Red Berry Compote (Rote Gruetze)
Red Berry Compote (Rote Gruetze)

Hey everyone, hope you’re having an incredible day today. Today, I’m gonna show you how to make a special dish, red berry compote (rote gruetze). It is one of my favorites. This time, I will make it a little bit unique. This is gonna smell and look delicious.

Red Berry Compote (Rote Gruetze) is one of the most popular of current trending meals in the world. It is simple, it is quick, it tastes delicious. It’s appreciated by millions daily. They are fine and they look wonderful. Red Berry Compote (Rote Gruetze) is something which I have loved my whole life.

The fruity mix is ideal as a topping for granola or stirred through ice cream Instructions to make Red Berry Compote (Rote Gruetze) : Wasch and clean fruits and drain on a kitchen towel. Remove cherry pits, cut big strawberries into half or quaters. The original recipe for Rote Gruetze calls for red currants (Johannisbeeren) and raspberries, but modern versions contain just about any, in-season, red fruit except strawberries, which do not have the desired acidity or bite. Sago or semolina (Griess) was used for thickening, which made the pudding a little gritty, hence "Gruetze" or grits.

To get started with this recipe, we must prepare a few components. You can cook red berry compote (rote gruetze) using 6 ingredients and 4 steps. Here is how you can achieve it.

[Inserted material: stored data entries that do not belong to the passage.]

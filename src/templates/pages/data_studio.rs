use crate::domain::insights::{format_count, format_currency};
use crate::templates::components::property_table::{filter_form, property_list};
use crate::templates::components::{api_error_banner, stat_card};
use crate::templates::desktop_layout;
use crate::templates::pages::dashboard::ListVm;
use maud::{html, Markup};

pub fn data_studio_page(vm: &ListVm) -> Markup {
    let export_query = vm.query.to_query();
    desktop_layout(
        "Data Studio",
        "/data-studio",
        html! {
            div class="page-header" {
                h1 { "Data Studio" }
                div class="actions" {
                    a class="btn btn-secondary" href=(format!("/data-studio/export.csv?{export_query}")) { "Export CSV" }
                    a class="btn btn-secondary" href=(format!("/data-studio/export.xlsx?{export_query}")) { "Export XLSX" }
                }
            }
            p class="muted" { "Exports contain every property matching the current filters, in the current order." }

            @if let Some(err) = &vm.error { (api_error_banner(err)) }

            div class="stats-row" {
                (stat_card("Matching", &format_count(vm.page.matched as f64)))
                (stat_card("Avg. price / sq ft", &vm.stats.average_ppsf.map(format_currency).unwrap_or_else(|| "—".into())))
                (stat_card("Total estimated value", &format_currency(vm.stats.total_estimated_value)))
                (stat_card("Avg. investment score", &vm.stats.average_investment_score.map(|s| format!("{s:.0}")).unwrap_or_else(|| "—".into())))
            }

            (filter_form("/data-studio", &vm.query, &vm.neighborhoods))
            (property_list("/data-studio", &vm.query, &vm.page, false))
        },
    )
}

The ingredients needed to make Red Berry Compote (Rote Gruetze):
  1. Take mixed berries: strawberries, raspberries, blackberries, currants, sour cherries
  2. Get cherry or black currant juice
  3. Make ready vanilla pod (or few drops vanilla extract)
  4. Take starch
  5. Make ready cassis liquor, optional
  6. Make ready sugar to taste

A classic German dessert item using a variety of red berries. Serve with vanilla ice cream, vanilla pudding, rice pudding, whipped cream, etc. You can use fresh or frozen unsweetened raspberries, strawberries, red currants, or a combination of the three. German Red Fruit Compote Rote Grütze recipes call for some kind of a thickening agent.

Steps to make Red Berry Compote (Rote Gruetze):
  1. Wasch and clean fruits and drain on a kitchen towel. Remove cherry pits, cut big strawberries into half or quaters. Remove stem of the currants. Cut the vanilla bean into half and grate out the pulp.
  2. Let the vanilla pulp and bean together with the juice come to a boil. Dissolve starch in 3-4 tbsp water and add to the boiling juice. Let cook for 2-3 minutes until it thickens.
  3. Add the prepared fruits (and liquor if you like) to the hot juice mix and let them heat up but make sure not to overcook them. So I recommend to remove the fruits from the stove once they are all covered by the hot juice. Don't cook it for more than 1-2 minutes. Add sugar to taste (I used only 2 tbsp this time since the fruits were already super sweet).
  4. Store in a container, let come to room temperature and then store it in the refrigerator (should be good for a week atl least).

You can use fresh or frozen unsweetened raspberries, strawberries, red currants, or a combination of the three. German Red Fruit Compote Rote Grütze recipes call for some kind of a thickening agent. In the old days people used to use a mixture of rough-cut grain corns (oats, barley, buckwheat, corn, rye or wheat) or simply groats. Today people use cornflour, sago or vanilla pudding powder as a binding agent. A deliciously sweet German red berry compote made with a selection of red summer berries.